There were a couple of reasons behind that. When I was developing the script there were several versions of the story that had involved a male Mummy. Once I came aboard as the director and I started thinking about the movie in those terms and really designing this character, I felt like it wasn’t different enough. It didn’t feel original enough, and I didn’t yet feel like there was a reason to make the movie. There had been this voice in my head for, like, maybe a year, telling me I should make it a woman. And I didn’t really listen to it, because I was so down a path. And then I saw the very end, post-credits scene of X-Men: Days Of Future Past that was leading into X-Men: Apocalypse, and it was literally the design that I had for my Mummy. The origin story I had at that point was that my Mummy was actually a mutant, and it started as a child and we watched his growth over years. But when I saw that_sequence I went, 'Okay, I’m done with that.' There was no version of me wanting to proceed with that. And it was actually a blessing, because that was the point where I realised I had to make her a woman, and from that point on there was suddenly a reason to do it again. I got so excited about it and it opened up a whole new world of story possibilities that I hadn’t yet seen in any Mummy movie.
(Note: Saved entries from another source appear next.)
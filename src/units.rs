//! Unit types and the activities units can be set to.

use std::collections::BTreeSet;
use std::fmt;

use serde::{Deserialize, Serialize};

#[derive(Debug, Clone, Copy, PartialEq, Eq, PartialOrd, Ord, Hash, Serialize, Deserialize)]
#[serde(rename_all = "snake_case")]
pub enum UnitKind {
    Settlers,
    Workers,
    Engineers,
    Warriors,
    Phalanx,
    Horsemen,
    AlpineTroops,
    Trireme,
    Explorer,
}

#[derive(Debug, Clone, Copy, PartialEq, Eq, PartialOrd, Ord, Hash, Default, Serialize, Deserialize)]
#[serde(rename_all = "snake_case")]
pub enum Activity {
    #[default]
    Idle,
    Sentry,
    Fortified,
    Goto,
    Irrigate,
    Mine,
    Transform,
    Road,
    Railroad,
    Pollution,
    Fallout,
}

impl Activity {
    /// Activities that change the tile the unit stands on when finished.
    pub fn is_terrain_work(self) -> bool {
        matches!(
            self,
            Activity::Irrigate
                | Activity::Mine
                | Activity::Transform
                | Activity::Road
                | Activity::Railroad
                | Activity::Pollution
                | Activity::Fallout
        )
    }

    pub fn as_str(self) -> &'static str {
        match self {
            Activity::Idle => "idle",
            Activity::Sentry => "sentry",
            Activity::Fortified => "fortified",
            Activity::Goto => "goto",
            Activity::Irrigate => "irrigate",
            Activity::Mine => "mine",
            Activity::Transform => "transform",
            Activity::Road => "road",
            Activity::Railroad => "railroad",
            Activity::Pollution => "pollution",
            Activity::Fallout => "fallout",
        }
    }
}

impl fmt::Display for Activity {
    fn fmt(&self, f: &mut fmt::Formatter<'_>) -> fmt::Result {
        f.write_str(self.as_str())
    }
}

#[derive(Debug, Clone, Copy)]
pub struct UnitTypeDefinition {
    pub kind: UnitKind,
    pub name: &'static str,
    pub founds_cities: bool,
    pub improves_terrain: bool,
    pub transforms: bool,
    /// Move fragments per turn.
    pub move_rate: i32,
    pub work_rate: i32,
    pub attack: i32,
    pub sea: bool,
    pub all_terrain: bool,
    pub food_upkeep: i32,
    pub requires_tech: Option<&'static str>,
}

impl UnitTypeDefinition {
    /// Settler-type units: anything that works terrain or founds cities.
    pub fn is_settler(&self) -> bool {
        self.founds_cities || self.improves_terrain
    }

    pub fn is_available(&self, known: &BTreeSet<String>) -> bool {
        self.requires_tech.map_or(true, |tech| known.contains(tech))
    }
}

// Ordered weakest first within each role.
const UNIT_TYPES: &[UnitTypeDefinition] = &[
    UnitTypeDefinition {
        kind: UnitKind::Settlers,
        name: "Settlers",
        founds_cities: true,
        improves_terrain: true,
        transforms: false,
        move_rate: 3,
        work_rate: 1,
        attack: 0,
        sea: false,
        all_terrain: false,
        food_upkeep: 1,
        requires_tech: None,
    },
    UnitTypeDefinition {
        kind: UnitKind::Workers,
        name: "Workers",
        founds_cities: false,
        improves_terrain: true,
        transforms: false,
        move_rate: 3,
        work_rate: 1,
        attack: 0,
        sea: false,
        all_terrain: false,
        food_upkeep: 0,
        requires_tech: Some("pottery"),
    },
    UnitTypeDefinition {
        kind: UnitKind::Engineers,
        name: "Engineers",
        founds_cities: false,
        improves_terrain: true,
        transforms: true,
        move_rate: 6,
        work_rate: 2,
        attack: 0,
        sea: false,
        all_terrain: false,
        food_upkeep: 1,
        requires_tech: Some("explosives"),
    },
    UnitTypeDefinition {
        kind: UnitKind::Warriors,
        name: "Warriors",
        founds_cities: false,
        improves_terrain: false,
        transforms: false,
        move_rate: 3,
        work_rate: 0,
        attack: 1,
        sea: false,
        all_terrain: false,
        food_upkeep: 0,
        requires_tech: None,
    },
    UnitTypeDefinition {
        kind: UnitKind::Phalanx,
        name: "Phalanx",
        founds_cities: false,
        improves_terrain: false,
        transforms: false,
        move_rate: 3,
        work_rate: 0,
        attack: 1,
        sea: false,
        all_terrain: false,
        food_upkeep: 0,
        requires_tech: Some("bronze_working"),
    },
    UnitTypeDefinition {
        kind: UnitKind::Horsemen,
        name: "Horsemen",
        founds_cities: false,
        improves_terrain: false,
        transforms: false,
        move_rate: 6,
        work_rate: 0,
        attack: 2,
        sea: false,
        all_terrain: false,
        food_upkeep: 0,
        requires_tech: None,
    },
    UnitTypeDefinition {
        kind: UnitKind::AlpineTroops,
        name: "Alpine Troops",
        founds_cities: false,
        improves_terrain: false,
        transforms: false,
        move_rate: 3,
        work_rate: 0,
        attack: 5,
        sea: false,
        all_terrain: true,
        food_upkeep: 0,
        requires_tech: Some("tactics"),
    },
    UnitTypeDefinition {
        kind: UnitKind::Trireme,
        name: "Trireme",
        founds_cities: false,
        improves_terrain: false,
        transforms: false,
        move_rate: 9,
        work_rate: 0,
        attack: 1,
        sea: true,
        all_terrain: false,
        food_upkeep: 0,
        requires_tech: None,
    },
    UnitTypeDefinition {
        kind: UnitKind::Explorer,
        name: "Explorer",
        founds_cities: false,
        improves_terrain: false,
        transforms: false,
        move_rate: 3,
        work_rate: 0,
        attack: 0,
        sea: false,
        all_terrain: true,
        food_upkeep: 0,
        requires_tech: Some("pottery"),
    },
];

pub fn definition(kind: UnitKind) -> &'static UnitTypeDefinition {
    &UNIT_TYPES[kind as usize]
}

/// Strongest unit type the player can build that satisfies `role`.
pub fn best_role_unit(
    known: &BTreeSet<String>,
    role: impl Fn(&UnitTypeDefinition) -> bool,
) -> Option<UnitKind> {
    UNIT_TYPES
        .iter()
        .rev()
        .find(|def| role(def) && def.is_available(known))
        .map(|def| def.kind)
}

#[cfg(test)]
mod tests {
    use super::*;

    #[test]
    fn table_is_in_enum_order() {
        for (index, def) in UNIT_TYPES.iter().enumerate() {
            assert_eq!(def.kind as usize, index, "{} out of order", def.name);
        }
    }

    #[test]
    fn best_improver_follows_technology() {
        let mut known = BTreeSet::new();
        let improver = |def: &UnitTypeDefinition| def.improves_terrain;
        assert_eq!(best_role_unit(&known, improver), Some(UnitKind::Settlers));
        known.insert("pottery".to_string());
        assert_eq!(best_role_unit(&known, improver), Some(UnitKind::Workers));
        known.insert("explosives".to_string());
        assert_eq!(best_role_unit(&known, improver), Some(UnitKind::Engineers));
    }

    #[test]
    fn only_settlers_found_cities() {
        let founders: Vec<_> = UNIT_TYPES
            .iter()
            .filter(|def| def.founds_cities)
            .map(|def| def.kind)
            .collect();
        assert_eq!(founders, vec![UnitKind::Settlers]);
    }
}
use thiserror::Error;

use crate::world::{MapPos, PlayerId, UnitId};

/// Failures reported by the world's mutation API.
///
/// None of these abort a turn: callers recover locally (a settler whose
/// city could not be founded falls back to an idle role, an invalid
/// activity request is logged and dropped).
#[derive(Debug, Clone, PartialEq, Eq, Error)]
pub enum WorldError {
    #[error("position {0} is outside the map")]
    OffMap(MapPos),
    #[error("unknown player {0}")]
    UnknownPlayer(PlayerId),
    #[error("unknown unit {0}")]
    UnknownUnit(UnitId),
    #[error("a city cannot be founded at {0}")]
    CityNotAllowed(MapPos),
    #[error("unit {unit} cannot {activity} at {pos}")]
    ActivityNotAllowed {
        unit: UnitId,
        activity: &'static str,
        pos: MapPos,
    },
    #[error("map rows have inconsistent widths (expected {expected}, row {row} has {found})")]
    RaggedMap {
        expected: usize,
        row: usize,
        found: usize,
    },
    #[error("unknown terrain symbol '{0}'")]
    UnknownTerrain(char),
    #[error("too many players (limit {0})")]
    TooManyPlayers(usize),
}
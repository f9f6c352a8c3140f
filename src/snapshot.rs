use std::fs;
use std::path::{Path, PathBuf};

use anyhow::{Context, Result};

use crate::world::World;

/// Writes pretty JSON world summaries every `interval` turns.
pub struct SnapshotWriter {
    interval: u64,
    output_dir: PathBuf,
}

impl SnapshotWriter {
    pub fn new(output_dir: &Path, interval: u64) -> Self {
        Self {
            interval,
            output_dir: output_dir.to_path_buf(),
        }
    }

    pub fn interval(&self) -> u64 {
        self.interval
    }

    pub fn maybe_write(&self, world: &World, scenario_name: &str) -> Result<Option<PathBuf>> {
        if self.interval == 0 || world.turn() % self.interval != 0 {
            return Ok(None);
        }

        let dir = self.output_dir.join(scenario_name);
        fs::create_dir_all(&dir)
            .with_context(|| format!("failed to create snapshot dir {}", dir.display()))?;
        let file_path = dir.join(format!("turn_{:06}.json", world.turn()));
        let json = serde_json::to_string_pretty(&world.snapshot(scenario_name))
            .context("failed to serialize world snapshot")?;
        fs::write(&file_path, json)
            .with_context(|| format!("failed to write {}", file_path.display()))?;
        Ok(Some(file_path))
    }
}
When I figured out it had to be a woman, I figured out at pretty much the same moment that it had to be Sofia Boutella and nobody else. There was no other option for me. I thought her performance with so little dialogue in Kingsman was pretty mesmerising, and for the Mummy to work, she has to physically and emotionally undeniably amazing. I caught so much going on in Sofia’s eyes in Kingsman. I thought she was just fascinating. When she said yes to The Mummy I really felt like I was going to be able to bring something really different to the table.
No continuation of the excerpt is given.